-- Records provided follows --

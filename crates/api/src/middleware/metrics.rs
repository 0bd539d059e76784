//! Prometheus metrics middleware.
//!
//! Provides HTTP request/response metrics, survey business counters and the
//! `/metrics` export endpoint.

use std::sync::OnceLock;
use std::time::Instant;

use axum::{
    body::Body,
    extract::MatchedPath,
    http::{header, Method, Request, StatusCode},
    middleware::Next,
    response::{IntoResponse, Response},
};
use metrics::{counter, histogram};
use metrics_exporter_prometheus::{BuildError, PrometheusBuilder, PrometheusHandle};

static PROMETHEUS_HANDLE: OnceLock<PrometheusHandle> = OnceLock::new();

/// Middleware to record HTTP request metrics.
///
/// Records the following metrics:
/// - `http_requests_total`: Counter with labels (method, path, status)
/// - `http_request_duration_seconds`: Histogram with labels (method, path)
///
/// The path label is the matched route template so area and point ids do
/// not explode label cardinality.
pub async fn metrics_middleware(req: Request<Body>, next: Next) -> Response {
    let start = Instant::now();
    let method = method_to_str(req.method());
    let path = req
        .extensions()
        .get::<MatchedPath>()
        .map(|p| p.as_str().to_string())
        .unwrap_or_else(|| "unmatched".to_string());

    let response = next.run(req).await;

    let duration = start.elapsed().as_secs_f64();
    let status = response.status().as_u16().to_string();

    counter!(
        "http_requests_total",
        "method" => method,
        "path" => path.clone(),
        "status" => status
    )
    .increment(1);

    histogram!(
        "http_request_duration_seconds",
        "method" => method,
        "path" => path
    )
    .record(duration);

    response
}

fn method_to_str(method: &Method) -> &'static str {
    match *method {
        Method::GET => "GET",
        Method::POST => "POST",
        Method::PUT => "PUT",
        Method::DELETE => "DELETE",
        Method::PATCH => "PATCH",
        Method::HEAD => "HEAD",
        Method::OPTIONS => "OPTIONS",
        _ => "OTHER",
    }
}

pub fn record_points_created(count: usize) {
    counter!("soil_points_created_total").increment(count as u64);
}

pub fn record_point_completed() {
    counter!("soil_points_completed_total").increment(1);
}

pub fn record_point_skipped() {
    counter!("soil_points_skipped_total").increment(1);
}

pub fn record_coordinates_updated(count: usize) {
    counter!("soil_point_coordinates_updated_total").increment(count as u64);
}

pub fn record_measurement_recorded() {
    counter!("soil_measurements_recorded_total").increment(1);
}

/// Handler for /metrics endpoint that returns Prometheus text format.
pub async fn metrics_handler() -> impl IntoResponse {
    match PROMETHEUS_HANDLE.get() {
        Some(handle) => (
            StatusCode::OK,
            [(header::CONTENT_TYPE, "text/plain; version=0.0.4")],
            handle.render(),
        ),
        None => (
            StatusCode::SERVICE_UNAVAILABLE,
            [(header::CONTENT_TYPE, "text/plain")],
            "Metrics not initialized".to_string(),
        ),
    }
}

/// Install the global Prometheus recorder.
///
/// Call once during startup before any metric is recorded. A second call
/// is a no-op.
pub fn init_metrics() -> Result<(), BuildError> {
    if PROMETHEUS_HANDLE.get().is_some() {
        return Ok(());
    }

    let handle = PrometheusBuilder::new()
        .set_buckets(&[0.001, 0.005, 0.01, 0.05, 0.1, 0.2, 0.5, 1.0, 2.0, 5.0])?
        .install_recorder()?;

    let _ = PROMETHEUS_HANDLE.set(handle);
    Ok(())
}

-- Records provided concluded --

- What you are asked to do:
Lines in the records that hold "PrometheusBuilder" should be tallied, with the total given on its own.

- Reply:
2